Back on balanced phono. When I get some time, Wayne Kirkwood did measure SE vs diff for a DL-103 in a hostile environment ( on the bench next to the UPS) and I'll find those plots. There is differential mode pickup you can do little about.
Yes, I found moving the tt power transformer far as possible away from the arm/MM cartridge effected the hum cure.What differential mode can not do anything about is the magnetic interference that is being picked up by the cartridge coil.
Once picked up by the coil, it becomes a differential signal.
IME for single ended connection once earthing arrangements are correct mm cartridge stray magnetic pickup dominates, it is surprising how sensitive mm carts are despite cart shielding.
Yes, I found moving the tt power transformer far as possible away from the arm/MM cartridge effected the hum cure.
IME for single ended connection once earthing arrangements are correct mm cartridge stray magnetic pickup dominates, it is surprising how sensitive mm carts are despite cart shielding.
I suspect that MC’s are less sensitve to EMR despite their lower sensitivity, so let’s say MC output*10 < MM output because of EMR.
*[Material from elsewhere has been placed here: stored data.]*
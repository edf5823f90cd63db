//! Append-only audit trail over every published fact.
//!
//! Records land in the `audit_log` table and are mirrored to
//! `audit.events.jsonl`; neither is ever updated or deleted. A fact kind
//! missing from the mapping table is logged and receipted without a
//! record, so it is not redelivered forever; the gap is permanent once
//! logged.

use crate::core::broker::DbBroker;
use crate::core::error::TidelogError;
use crate::core::schemas;
use crate::core::time;
use crate::interp::InterpContext;
use crate::interp::bus::{ConsumerOutcome, FactConsumer};
use crate::interp::fact::Fact;
use crate::interp::ledger;
use colored::Colorize;
use rusqlite::{Connection, params, types::ToSql};
use rustc_hash::FxHashMap;
use serde::{Deserialize, Serialize};
use serde_json::Value as JsonValue;
use std::fs::OpenOptions;
use std::io::Write;
use std::path::Path;
use std::sync::OnceLock;

pub const CONSUMER_NAME: &str = "AUDIT";

#[derive(Serialize, Deserialize, Debug, Clone)]
pub struct AuditRecord {
    pub id: String,
    pub fact_id: String,
    pub record_kind: String,
    pub user_id: String,
    pub ts: String,
    pub payload: JsonValue,
}

/// Closed mapping from fact kind to audit record kind.
///
/// `week.updated` has no mapping on purpose: weekly reshuffles are
/// receipted but produce no standalone audit record.
fn record_kinds() -> &'static FxHashMap<&'static str, &'static str> {
    static RECORD_KINDS: OnceLock<FxHashMap<&'static str, &'static str>> = OnceLock::new();
    RECORD_KINDS.get_or_init(|| {
        let mut kinds = FxHashMap::default();
        kinds.insert("task.created", "audit.task.created");
        kinds.insert("task.completed", "audit.task.completed");
        kinds.insert("day.closed", "audit.day.closed");
        kinds.insert("user.created", "audit.user.created");
        kinds
    })
}

pub struct AuditConsumer;

impl FactConsumer for AuditConsumer {
    fn name(&self) -> &'static str {
        CONSUMER_NAME
    }

    fn apply(&self, cx: &InterpContext, fact: &Fact) -> Result<ConsumerOutcome, TidelogError> {
        let broker = DbBroker::new(&cx.store.root);
        broker.with_conn(
            &cx.store.db_path(),
            &cx.config.actor,
            "interp.audit.append",
            |conn| {
                if ledger::has_processed(conn, &fact.fact_id, CONSUMER_NAME)? {
                    return Ok(ConsumerOutcome::AlreadyProcessed);
                }
                let at = cx.clock.stamp();
                match record_kinds().get(fact.kind.label()) {
                    Some(record_kind) => {
                        append_record(conn, &cx.store.root, fact, record_kind, &at)?;
                    }
                    None => {
                        eprintln!(
                            "{} no audit mapping for fact kind '{}' (fact {}); \
                             recording receipt only",
                            "warning:".bright_yellow().bold(),
                            fact.kind.label(),
                            fact.fact_id
                        );
                    }
                }
                ledger::mark_processed(conn, &fact.fact_id, CONSUMER_NAME, &at)?;
                Ok(ConsumerOutcome::Applied)
            },
        )
    }
}

fn append_record(
    conn: &Connection,
    root: &Path,
    fact: &Fact,
    record_kind: &str,
    at: &str,
) -> Result<(), TidelogError> {
    let record = AuditRecord {
        id: time::new_event_id(),
        fact_id: fact.fact_id.clone(),
        record_kind: record_kind.to_string(),
        user_id: fact.user_id.clone(),
        ts: at.to_string(),
        payload: serde_json::to_value(fact).unwrap(),
    };

    conn.execute(
        "INSERT INTO audit_log(id, fact_id, record_kind, user_id, ts, payload)
         VALUES(?1, ?2, ?3, ?4, ?5, ?6)",
        params![
            record.id,
            record.fact_id,
            record.record_kind,
            record.user_id,
            record.ts,
            serde_json::to_string(&record.payload).unwrap()
        ],
    )?;

    let mut f = OpenOptions::new()
        .create(true)
        .append(true)
        .open(root.join(schemas::AUDIT_EVENTS_NAME))
        .map_err(TidelogError::IoError)?;
    writeln!(f, "{}", serde_json::to_string(&record).unwrap())
        .map_err(TidelogError::IoError)?;
    Ok(())
}

/// Historical records, most recent first, optionally scoped to one user.
pub fn audit_records(
    conn: &Connection,
    user_id: Option<&str>,
    limit: usize,
) -> Result<Vec<AuditRecord>, TidelogError> {
    let mut query = "SELECT id, fact_id, record_kind, user_id, ts, payload
         FROM audit_log WHERE 1=1"
        .to_string();
    let mut sql_params: Vec<Box<dyn ToSql>> = Vec::new();
    if let Some(user) = user_id {
        query.push_str(" AND user_id = ?");
        sql_params.push(Box::new(user.to_string()));
    }
    query.push_str(" ORDER BY ts DESC, id DESC LIMIT ?");
    sql_params.push(Box::new(limit as i64));

    let mut stmt = conn.prepare(&query)?;
    let params_as_dyn: Vec<&dyn ToSql> = sql_params.iter().map(|p| p.as_ref()).collect();
    let rows = stmt.query_map(&params_as_dyn[..], |row| {
        Ok((
            row.get::<_, String>(0)?,
            row.get::<_, String>(1)?,
            row.get::<_, String>(2)?,
            row.get::<_, String>(3)?,
            row.get::<_, String>(4)?,
            row.get::<_, String>(5)?,
        ))
    })?;

    let mut records = Vec::new();
    for row in rows {
        let (id, fact_id, record_kind, user_id, ts, payload) = row?;
        records.push(AuditRecord {
            id,
            fact_id,
            record_kind,
            user_id,
            ts,
            payload: serde_json::from_str(&payload).unwrap_or(JsonValue::Null),
        });
    }
    Ok(records)
}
Would be interesting to test, because in that case MC’s could have more benefit of Balanced connections.
Hans
Yes, I found moving the tt power transformer far as possible away from the arm/MM cartridge effected the hum cure.
.
As part of an ongoing belt+braces+ extra belt I have seriously considered battery powering one of my turntables silly though it is. For Lolz I could then run off batteries all the way to the power amps in the speakers. referenced to vinyl noise floor this is a silly thing to do, but I've done sillier and have the bills to prove it
As part of an ongoing belt+braces+ extra belt I have seriously considered battery powering one of my turntables silly though it is. For Lolz I could then run off batteries all the way to the power amps in the speakers. referenced to vinyl noise floor this is a silly thing to do, but I've done sillier and have the bills to prove it
Try everything and keep the goodies. Just do it.
Hans
Hello Hans.I suspect that MC’s are less sensitve to EMR despite their lower sensitivity, so let’s say MC output*10 < MM output because of EMR.
Would be interesting to test, because in that case MC’s could have more benefit of Balanced connections.
Sure, MC is a whole different ballgame to MM ie less windings and lesser loading resistance so ought to be much lower sensitivity to stray magnetic fields.
Hello Bill.As part of an ongoing belt+braces+ extra belt I have seriously considered battery powering one of my turntables silly though it is. For Lolz I could then run off batteries all the way to the power amps in the speakers. referenced to vinyl noise floor this is a silly thing to do, but I've done sillier and have the bills to prove it
Perhaps not so crazy powering your tt and preamps from isolated DC, this will eliminate longitudinal leakage which is discriminated as noise signal in an unbalanced system.
Every bit of noise in a high gain system causes signal degradation, every improvement is important.
Max.
Hello Hans.
Sure, MC is a whole different ballgame to MM ie less windings and lesser loading resistance so ought to be much lower sensitivity to stray magnetic fields.
Max.
Actually it works like this- a low impedance source will short out an capacitive coupling but provide a low impedance path for magnetic coupling. A Hi-Z source allows for capacitive coupling but little current can flow so low magnetic noise.
Good practice is to twist the two conductors close together to minimize the area between which is where the magnetic pickup comes from and to shield as completely as possible the cable for electrostatic pickup, not sharing with any signal or return line. If the shield and the return are shared then electrostatic coupling to the shield will be in series with the source and the input cannot tell them apart. All the tonearms I have seen (made since about 1950 or so) have this type of construction. Usually you will have a separate ground wire for the shield in the tonearm and should have one for the motor circuits as well.